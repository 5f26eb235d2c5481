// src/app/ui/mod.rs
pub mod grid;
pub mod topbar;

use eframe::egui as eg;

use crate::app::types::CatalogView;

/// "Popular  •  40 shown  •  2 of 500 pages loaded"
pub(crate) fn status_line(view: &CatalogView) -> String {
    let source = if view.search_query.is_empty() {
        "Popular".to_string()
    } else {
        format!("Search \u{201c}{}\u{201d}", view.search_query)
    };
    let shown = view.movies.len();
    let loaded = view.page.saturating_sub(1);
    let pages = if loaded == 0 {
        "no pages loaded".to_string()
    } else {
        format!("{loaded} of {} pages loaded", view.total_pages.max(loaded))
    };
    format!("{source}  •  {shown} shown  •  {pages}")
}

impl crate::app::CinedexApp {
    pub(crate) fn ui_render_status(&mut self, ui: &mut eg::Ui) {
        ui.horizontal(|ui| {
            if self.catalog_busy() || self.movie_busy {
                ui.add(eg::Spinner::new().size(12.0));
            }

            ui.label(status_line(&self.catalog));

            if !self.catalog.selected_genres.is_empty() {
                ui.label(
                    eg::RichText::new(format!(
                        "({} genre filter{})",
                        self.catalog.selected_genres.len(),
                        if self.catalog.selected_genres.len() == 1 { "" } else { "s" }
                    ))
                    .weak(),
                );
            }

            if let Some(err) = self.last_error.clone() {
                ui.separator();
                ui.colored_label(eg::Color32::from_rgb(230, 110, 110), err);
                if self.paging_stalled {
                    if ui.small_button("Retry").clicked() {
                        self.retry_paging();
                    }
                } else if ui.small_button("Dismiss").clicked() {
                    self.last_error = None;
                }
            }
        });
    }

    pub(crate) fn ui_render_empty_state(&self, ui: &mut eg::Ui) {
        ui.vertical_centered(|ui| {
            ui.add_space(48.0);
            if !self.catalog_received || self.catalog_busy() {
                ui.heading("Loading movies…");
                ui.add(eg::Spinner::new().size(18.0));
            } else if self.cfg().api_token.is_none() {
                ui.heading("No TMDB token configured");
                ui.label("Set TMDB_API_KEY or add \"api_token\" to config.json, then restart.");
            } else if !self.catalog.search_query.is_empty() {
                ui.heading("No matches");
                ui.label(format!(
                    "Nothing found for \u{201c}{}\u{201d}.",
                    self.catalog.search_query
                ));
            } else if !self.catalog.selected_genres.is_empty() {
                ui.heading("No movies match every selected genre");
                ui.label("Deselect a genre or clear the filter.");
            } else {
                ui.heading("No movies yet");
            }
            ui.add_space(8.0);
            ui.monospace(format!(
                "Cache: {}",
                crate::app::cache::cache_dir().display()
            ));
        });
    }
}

══════

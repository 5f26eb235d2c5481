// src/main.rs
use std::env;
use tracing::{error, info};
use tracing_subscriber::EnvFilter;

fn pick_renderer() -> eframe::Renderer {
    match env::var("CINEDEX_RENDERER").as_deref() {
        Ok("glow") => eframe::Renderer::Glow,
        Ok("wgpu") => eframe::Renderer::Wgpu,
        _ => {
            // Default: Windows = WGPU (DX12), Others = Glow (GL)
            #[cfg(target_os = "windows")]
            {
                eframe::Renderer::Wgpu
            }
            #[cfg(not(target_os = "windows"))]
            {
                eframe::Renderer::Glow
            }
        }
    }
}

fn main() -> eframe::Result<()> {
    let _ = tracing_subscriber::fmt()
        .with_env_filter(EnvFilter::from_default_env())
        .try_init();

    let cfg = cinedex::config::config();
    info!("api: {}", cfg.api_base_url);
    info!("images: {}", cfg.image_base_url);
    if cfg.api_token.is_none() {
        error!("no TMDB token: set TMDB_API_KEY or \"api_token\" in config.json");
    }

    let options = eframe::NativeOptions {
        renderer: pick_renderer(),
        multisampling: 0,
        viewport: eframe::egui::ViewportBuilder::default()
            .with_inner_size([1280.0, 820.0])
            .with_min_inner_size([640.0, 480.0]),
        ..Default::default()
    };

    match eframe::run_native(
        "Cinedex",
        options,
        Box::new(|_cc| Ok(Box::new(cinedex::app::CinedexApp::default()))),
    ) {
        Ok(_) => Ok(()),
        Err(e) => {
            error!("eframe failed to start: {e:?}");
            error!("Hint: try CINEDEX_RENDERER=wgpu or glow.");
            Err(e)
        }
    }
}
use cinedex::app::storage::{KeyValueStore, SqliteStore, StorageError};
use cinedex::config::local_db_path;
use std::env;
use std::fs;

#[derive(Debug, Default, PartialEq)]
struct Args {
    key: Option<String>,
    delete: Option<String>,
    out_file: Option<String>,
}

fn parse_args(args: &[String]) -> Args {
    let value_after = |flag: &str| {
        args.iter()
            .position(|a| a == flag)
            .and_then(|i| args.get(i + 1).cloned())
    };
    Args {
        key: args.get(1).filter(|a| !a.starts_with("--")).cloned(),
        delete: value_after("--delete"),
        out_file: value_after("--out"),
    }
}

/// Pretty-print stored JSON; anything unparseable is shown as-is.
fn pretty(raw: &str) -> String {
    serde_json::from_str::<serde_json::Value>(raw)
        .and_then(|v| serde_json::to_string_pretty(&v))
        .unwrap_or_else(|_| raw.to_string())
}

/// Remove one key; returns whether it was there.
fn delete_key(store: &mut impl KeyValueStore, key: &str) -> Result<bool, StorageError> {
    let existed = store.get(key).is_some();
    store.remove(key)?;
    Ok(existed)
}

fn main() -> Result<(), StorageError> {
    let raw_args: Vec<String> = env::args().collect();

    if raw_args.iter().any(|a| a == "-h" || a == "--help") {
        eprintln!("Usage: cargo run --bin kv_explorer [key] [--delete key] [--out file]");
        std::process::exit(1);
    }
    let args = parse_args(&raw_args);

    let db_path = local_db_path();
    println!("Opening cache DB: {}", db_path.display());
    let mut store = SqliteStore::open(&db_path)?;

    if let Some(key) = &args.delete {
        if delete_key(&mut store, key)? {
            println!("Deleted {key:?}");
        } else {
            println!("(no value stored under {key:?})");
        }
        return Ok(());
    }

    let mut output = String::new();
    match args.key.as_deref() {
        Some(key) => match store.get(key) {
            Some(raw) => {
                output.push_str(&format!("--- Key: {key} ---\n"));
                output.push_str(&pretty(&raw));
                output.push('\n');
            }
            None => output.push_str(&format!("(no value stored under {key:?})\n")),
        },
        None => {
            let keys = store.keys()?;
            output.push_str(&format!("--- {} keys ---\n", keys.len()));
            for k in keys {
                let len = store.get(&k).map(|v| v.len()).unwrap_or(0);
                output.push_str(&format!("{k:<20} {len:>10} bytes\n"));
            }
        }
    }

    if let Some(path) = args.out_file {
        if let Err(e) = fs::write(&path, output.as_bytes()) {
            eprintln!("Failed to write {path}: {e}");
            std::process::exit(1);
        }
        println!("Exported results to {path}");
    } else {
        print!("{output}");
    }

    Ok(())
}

══════

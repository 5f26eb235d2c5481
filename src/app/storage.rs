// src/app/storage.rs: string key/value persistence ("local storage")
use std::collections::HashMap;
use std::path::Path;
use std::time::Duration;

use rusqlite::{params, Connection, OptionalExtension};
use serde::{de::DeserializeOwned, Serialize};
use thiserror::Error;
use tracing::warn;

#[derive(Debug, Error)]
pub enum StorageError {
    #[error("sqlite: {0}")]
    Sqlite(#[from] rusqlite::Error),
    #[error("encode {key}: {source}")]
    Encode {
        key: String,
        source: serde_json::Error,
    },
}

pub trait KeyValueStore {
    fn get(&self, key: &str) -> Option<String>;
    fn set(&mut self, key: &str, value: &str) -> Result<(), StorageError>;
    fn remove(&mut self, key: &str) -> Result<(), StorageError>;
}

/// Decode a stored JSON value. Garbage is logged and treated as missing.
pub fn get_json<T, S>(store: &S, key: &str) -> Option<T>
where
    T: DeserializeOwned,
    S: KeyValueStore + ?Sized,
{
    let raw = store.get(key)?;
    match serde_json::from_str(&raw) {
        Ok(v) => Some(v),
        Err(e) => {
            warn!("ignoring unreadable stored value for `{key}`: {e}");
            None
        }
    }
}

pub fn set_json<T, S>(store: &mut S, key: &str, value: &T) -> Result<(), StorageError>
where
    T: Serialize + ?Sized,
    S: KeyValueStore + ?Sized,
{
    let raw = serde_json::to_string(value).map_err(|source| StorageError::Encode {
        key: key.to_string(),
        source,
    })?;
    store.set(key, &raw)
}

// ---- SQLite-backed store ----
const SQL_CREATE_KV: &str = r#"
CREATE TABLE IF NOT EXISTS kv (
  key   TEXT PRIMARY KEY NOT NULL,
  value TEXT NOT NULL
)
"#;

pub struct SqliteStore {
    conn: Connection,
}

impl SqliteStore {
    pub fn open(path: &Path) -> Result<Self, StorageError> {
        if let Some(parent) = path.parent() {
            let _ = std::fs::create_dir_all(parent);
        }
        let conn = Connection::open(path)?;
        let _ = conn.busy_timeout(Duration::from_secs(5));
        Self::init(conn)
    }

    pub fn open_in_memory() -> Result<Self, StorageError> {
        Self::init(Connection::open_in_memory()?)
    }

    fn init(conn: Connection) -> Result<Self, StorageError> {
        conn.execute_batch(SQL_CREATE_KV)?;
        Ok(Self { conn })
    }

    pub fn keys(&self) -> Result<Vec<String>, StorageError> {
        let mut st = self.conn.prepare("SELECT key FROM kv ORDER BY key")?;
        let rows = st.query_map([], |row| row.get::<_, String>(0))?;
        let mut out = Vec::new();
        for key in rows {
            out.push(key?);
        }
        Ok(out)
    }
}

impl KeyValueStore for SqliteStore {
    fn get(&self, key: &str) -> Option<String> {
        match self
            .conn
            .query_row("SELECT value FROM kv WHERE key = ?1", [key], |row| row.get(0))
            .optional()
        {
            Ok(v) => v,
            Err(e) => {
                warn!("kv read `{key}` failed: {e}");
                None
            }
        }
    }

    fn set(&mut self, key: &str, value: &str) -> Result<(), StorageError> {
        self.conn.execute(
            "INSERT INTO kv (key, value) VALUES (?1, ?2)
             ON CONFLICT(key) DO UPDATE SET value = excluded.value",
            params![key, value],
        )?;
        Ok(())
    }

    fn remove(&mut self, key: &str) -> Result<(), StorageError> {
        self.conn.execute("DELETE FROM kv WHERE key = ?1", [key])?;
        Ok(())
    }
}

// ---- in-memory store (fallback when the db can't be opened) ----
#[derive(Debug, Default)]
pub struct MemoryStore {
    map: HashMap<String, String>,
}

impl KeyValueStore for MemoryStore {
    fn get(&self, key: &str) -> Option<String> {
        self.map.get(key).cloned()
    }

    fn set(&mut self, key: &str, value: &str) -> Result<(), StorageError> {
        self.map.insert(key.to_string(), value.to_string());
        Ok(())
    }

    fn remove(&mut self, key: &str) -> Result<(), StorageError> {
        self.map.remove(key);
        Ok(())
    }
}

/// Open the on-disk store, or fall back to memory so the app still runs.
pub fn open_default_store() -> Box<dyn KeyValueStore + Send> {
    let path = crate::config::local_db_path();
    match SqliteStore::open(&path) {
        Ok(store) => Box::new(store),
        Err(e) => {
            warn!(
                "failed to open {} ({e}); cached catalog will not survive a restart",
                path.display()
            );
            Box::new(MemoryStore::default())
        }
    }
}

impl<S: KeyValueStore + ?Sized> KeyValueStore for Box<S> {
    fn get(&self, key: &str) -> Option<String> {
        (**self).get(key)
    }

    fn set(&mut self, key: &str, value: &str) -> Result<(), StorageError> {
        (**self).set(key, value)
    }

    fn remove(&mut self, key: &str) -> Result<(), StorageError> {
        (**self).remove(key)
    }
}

══════

● **Aim of the task**:
Go through the entries above and copy each line holding the string "Spinner".

● **Output below**:
                ui.add(eg::Spinner::new().size(12.0));
                ui.add(eg::Spinner::new().size(18.0));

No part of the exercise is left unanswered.